With this being his second year, and with the pitchers fully understanding his theory, will this be the year that Roger McDowell proves himself as a Major League pitching coach? -- Dilip K., Brownsville, Texas
Even if the Braves finish the season with the National League's best ERA and have a starting rotation that includes three 15-game winners, I'm apt to believe that McDowell won't have proved as much in 2007 as he did in his inaugural season in 2006.
With his introduction into the Major League Baseball coaching fraternity last year, McDowell successfully completed a hazing process that was cruel and at times seemingly unfair. Injuries and questionable roster construction left him with a rotation that had just two pitchers who made at least 20 starts and a bullpen less experienced than some that existed in the International League.
Still, while battling the storm, McDowell showed the patience and intellect necessary to make progress. The evolution of Macay McBride and Tyler Yates were a result of McDowell's dedication and patience -- two necessary qualities his predecessor didn't always show.
Had Leo Mazzone been handed this pitching staff and faced the same obstacles, I'm apt to believe last year might have been a disaster on the pitching front in Atlanta. Young pitchers like McBride and Yates need somebody to provide both direction and confidence. With McDowell, they had somebody capable of providing both.
The acquisitions of Mike Gonzalez and Rafael Soriano have greatly enhanced this year's pitching staff. The belief that it might be the NL's best is a result of its depth. And without the progress youngsters like McBride, Yates and Chuck James displayed last year, there wouldn't be as much reason to believe that this is indeed a deep and talented staff.
McDowell's biggest task this year isn't getting Tim Hudson back to his successful form. Veteran pitchers take care of themselves, so that responsibility will be left solely to Hudson. Instead, the second-year pitching coach's main job this year will be to continue to foster the development of his younger pitchers like Kyle Davies, who certainly could use regular confidence boosts.
Baseball is much different than football or basketball. There's no need for players to adapt to a West Coast or Triangle offense. Instead, the most successful coaches in baseball are the ones who conform to the individual needs of each of their pitchers.
McDowell proved quite capable of doing so last year. If he does so again this year, he won't have proven himself.
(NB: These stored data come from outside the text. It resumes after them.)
//! Solar ↔ lunar date conversion by table lookup.
//!
//! The lunar table is a CSV file with one row per solar day:
//!
//! ```text
//! solar,lunar,is_leap
//! 1990-05-10,1990-04-16,False
//! ```
//!
//! Conversion is an exact match against this table. Dates outside the
//! table's coverage are a hard miss; nothing is approximated.

use std::collections::{BTreeMap, HashMap};
use std::fmt::{Display, Formatter};
use std::fs::File;
use std::io::{BufReader, Read};
use std::path::Path;

use chrono::NaiveDate;
use serde::{Deserialize, Deserializer, Serialize};
use tracing::info;

use crate::error::CalendarError;

/// A date in the Korean lunisolar calendar.
#[derive(Debug, Clone, Copy, PartialEq, Eq, PartialOrd, Ord, Hash, Serialize, Deserialize)]
pub struct LunarDate {
    pub year: i32,
    /// Lunar month, 1..=12.
    pub month: u32,
    /// Day of the lunar month, 1..=30.
    pub day: u32,
    /// True for an intercalary (윤달) month.
    pub is_leap_month: bool,
}

impl LunarDate {
    pub const fn new(year: i32, month: u32, day: u32, is_leap_month: bool) -> Self {
        Self {
            year,
            month,
            day,
            is_leap_month,
        }
    }

    /// Parse the table's `YYYY-MM-DD` lunar column.
    fn parse_ymd(s: &str, is_leap_month: bool) -> Result<Self, CalendarError> {
        let bad = || CalendarError::TableParse(format!("malformed lunar date {s:?}"));
        let mut parts = s.trim().splitn(3, '-');
        let year = parts.next().ok_or_else(bad)?.parse::<i32>().map_err(|_| bad())?;
        let month = parts.next().ok_or_else(bad)?.parse::<u32>().map_err(|_| bad())?;
        let day = parts.next().ok_or_else(bad)?.parse::<u32>().map_err(|_| bad())?;
        if !(1..=12).contains(&month) || !(1..=30).contains(&day) {
            return Err(bad());
        }
        Ok(Self::new(year, month, day, is_leap_month))
    }
}

impl Display for LunarDate {
    fn fmt(&self, f: &mut Formatter<'_>) -> std::fmt::Result {
        write!(f, "{:04}-{:02}-{:02}", self.year, self.month, self.day)?;
        if self.is_leap_month {
            write!(f, " (leap)")?;
        }
        Ok(())
    }
}

#[derive(Debug, Deserialize)]
struct LunarRow {
    solar: NaiveDate,
    lunar: String,
    #[serde(deserialize_with = "leap_flag")]
    is_leap: bool,
}

/// Accepts `True`/`False` as written in the bundled table, plus
/// lowercase and `1`/`0`.
fn leap_flag<'de, D: Deserializer<'de>>(d: D) -> Result<bool, D::Error> {
    let raw = String::deserialize(d)?;
    match raw.trim() {
        "True" | "true" | "1" => Ok(true),
        "False" | "false" | "0" => Ok(false),
        other => Err(serde::de::Error::custom(format!(
            "invalid leap flag {other:?}"
        ))),
    }
}

/// Immutable solar → lunar lookup table, with its reverse index.
#[derive(Debug, Clone, Default)]
pub struct LunarTable {
    by_solar: BTreeMap<NaiveDate, LunarDate>,
    by_lunar: HashMap<LunarDate, NaiveDate>,
}

impl LunarTable {
    /// Load a lunar table CSV from a path.
    pub fn load(path: &Path) -> Result<Self, CalendarError> {
        let file = File::open(path)?;
        let table = Self::from_reader(BufReader::new(file))?;
        if let Some((first, last)) = table.coverage() {
            info!(
                path = %path.display(),
                rows = table.len(),
                %first,
                %last,
                "lunar table loaded"
            );
        }
        Ok(table)
    }

    /// Parse a lunar table from CSV content.
    pub fn from_reader<R: Read>(reader: R) -> Result<Self, CalendarError> {
        let mut rdr = csv::ReaderBuilder::new()
            .trim(csv::Trim::All)
            .from_reader(reader);

        let mut table = Self::default();
        for record in rdr.deserialize::<LunarRow>() {
            let row = record?;
            let lunar = LunarDate::parse_ymd(&row.lunar, row.is_leap)?;
            if table.by_solar.insert(row.solar, lunar).is_some() {
                return Err(CalendarError::TableParse(format!(
                    "duplicate solar date {}",
                    row.solar
                )));
            }
            if table.by_lunar.insert(lunar, row.solar).is_some() {
                return Err(CalendarError::TableParse(format!(
                    "lunar date {lunar} mapped from two solar dates"
                )));
            }
        }

        if table.is_empty() {
            return Err(CalendarError::TableParse("lunar table is empty".into()));
        }
        Ok(table)
    }

    /// Exact lookup of the lunar date for a solar date.
    pub fn solar_to_lunar(&self, date: NaiveDate) -> Result<LunarDate, CalendarError> {
        self.by_solar
            .get(&date)
            .copied()
            .ok_or(CalendarError::SolarDateNotInTable(date))
    }

    /// Exact reverse lookup. The leap flag must match.
    pub fn lunar_to_solar(&self, lunar: LunarDate) -> Result<NaiveDate, CalendarError> {
        self.by_lunar
            .get(&lunar)
            .copied()
            .ok_or(CalendarError::LunarDateNotInTable(lunar))
    }

    /// First and last solar dates covered, if any.
    pub fn coverage(&self) -> Option<(NaiveDate, NaiveDate)> {
        let (first, _) = self.by_solar.first_key_value()?;
        let (last, _) = self.by_solar.last_key_value()?;
        Some((*first, *last))
    }

    pub fn len(&self) -> usize {
        self.by_solar.len()
    }

    pub fn is_empty(&self) -> bool {
        self.by_solar.is_empty()
    }
}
He'll simply prove that many are correct in their belief that he is quite capable of having a long and prosperous career that could one day land him a managerial gig.
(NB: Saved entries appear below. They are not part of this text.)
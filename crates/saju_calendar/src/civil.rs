//! Civil (Gregorian) birth date and time-of-day input.
//!
//! Dates are `chrono::NaiveDate`; construction goes through [`civil_date`]
//! or [`parse_date`] so that impossible dates (day 31 of a 30-day month,
//! Feb 29 in a common year) surface as [`CalendarError::InvalidDate`].

use std::fmt::{Display, Formatter};
use std::str::FromStr;

use chrono::NaiveDate;
use serde::Serialize;

use crate::error::CalendarError;

/// Text format of solar dates in tables and user input.
pub const DATE_FORMAT: &str = "%Y-%m-%d";

/// Minutes in one civil day.
pub const MINUTES_PER_DAY: u32 = 1440;

/// Build a validated Gregorian date.
pub fn civil_date(year: i32, month: u32, day: u32) -> Result<NaiveDate, CalendarError> {
    NaiveDate::from_ymd_opt(year, month, day)
        .ok_or_else(|| CalendarError::InvalidDate(format!("{year:04}-{month:02}-{day:02}")))
}

/// Parse `YYYY-MM-DD`.
pub fn parse_date(s: &str) -> Result<NaiveDate, CalendarError> {
    let s = s.trim();
    NaiveDate::parse_from_str(s, DATE_FORMAT).map_err(|_| CalendarError::InvalidDate(s.into()))
}

/// Local birth time, minute precision.
#[derive(Debug, Clone, Copy, PartialEq, Eq, PartialOrd, Ord, Hash, Serialize)]
pub struct BirthTime {
    hour: u32,
    minute: u32,
}

impl BirthTime {
    /// Validated constructor: hour 0..=23, minute 0..=59.
    pub fn new(hour: u32, minute: u32) -> Result<Self, CalendarError> {
        if hour > 23 || minute > 59 {
            return Err(CalendarError::InvalidTime(format!("{hour:02}:{minute:02}")));
        }
        Ok(Self { hour, minute })
    }

    /// On-the-hour time.
    pub fn from_hour(hour: u32) -> Result<Self, CalendarError> {
        Self::new(hour, 0)
    }

    pub const fn hour(self) -> u32 {
        self.hour
    }

    pub const fn minute(self) -> u32 {
        self.minute
    }

    /// Minutes since local midnight (0..1440).
    pub const fn minute_of_day(self) -> u32 {
        self.hour * 60 + self.minute
    }
}

impl FromStr for BirthTime {
    type Err = CalendarError;

    /// Accepts `HH` or `HH:MM`.
    fn from_str(s: &str) -> Result<Self, Self::Err> {
        let s = s.trim();
        let invalid = || CalendarError::InvalidTime(s.into());
        let (h, m) = match s.split_once(':') {
            Some((h, m)) => (h, m),
            None => (s, "0"),
        };
        let hour = h.trim().parse::<u32>().map_err(|_| invalid())?;
        let minute = m.trim().parse::<u32>().map_err(|_| invalid())?;
        Self::new(hour, minute)
    }
}

impl Display for BirthTime {
    fn fmt(&self, f: &mut Formatter<'_>) -> std::fmt::Result {
        write!(f, "{:02}:{:02}", self.hour, self.minute)
    }
}

#[cfg(test)]
mod tests {
    use super::*;

    #[test]
    fn valid_date() {
        let d = civil_date(1990, 5, 10).unwrap();
        assert_eq!(d.to_string(), "1990-05-10");
    }

    #[test]
    fn day_31_in_30_day_month_rejected() {
        assert_eq!(
            civil_date(1990, 4, 31),
            Err(CalendarError::InvalidDate("1990-04-31".into()))
        );
        assert!(parse_date("1990-04-31").is_err());
    }

    #[test]
    fn leap_day_only_in_leap_years() {
        assert!(civil_date(1992, 2, 29).is_ok());
        assert!(civil_date(1990, 2, 29).is_err());
    }

    #[test]
    fn malformed_date_text() {
        assert!(parse_date("1990/05/10").is_err());
        assert!(parse_date("").is_err());
        assert_eq!(parse_date(" 1990-05-10 ").unwrap(), civil_date(1990, 5, 10).unwrap());
    }

    #[test]
    fn parse_hour_only() {
        let t: BirthTime = "14".parse().unwrap();
        assert_eq!(t.hour(), 14);
        assert_eq!(t.minute(), 0);
    }

    #[test]
    fn parse_hour_minute() {
        let t: BirthTime = "23:30".parse().unwrap();
        assert_eq!(t.minute_of_day(), 1410);
        assert_eq!(t.to_string(), "23:30");
    }

    #[test]
    fn out_of_range_time_rejected() {
        assert!(BirthTime::new(24, 0).is_err());
        assert!(BirthTime::new(12, 60).is_err());
        assert!("noon".parse::<BirthTime>().is_err());
    }
}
What is the status on Mike Hampton's recovery and can we expect to see him in Spring Training? -- Duke W., Newburgh, Ind.
When pitchers and catchers report to camp on Feb. 15, all indications are that Hampton will be at full health and won't have any restrictions. But because he missed all of last year and most of the 2005 season, it's safe to say the Braves look at him with guarded optimism.
Have a question about the Braves?
E-mail your query to MLB.com Braves beat reporter Mark Bowman for possible inclusion in a future Inbox column. Letters may be edited for brevity, length and/or content.
Last week, Hampton called manager Bobby Cox to tell him all had gone well with a recent throwing session. This was certainly good news to the longtime skipper, who knows the veteran left-hander is a major key to the team's success in 2007.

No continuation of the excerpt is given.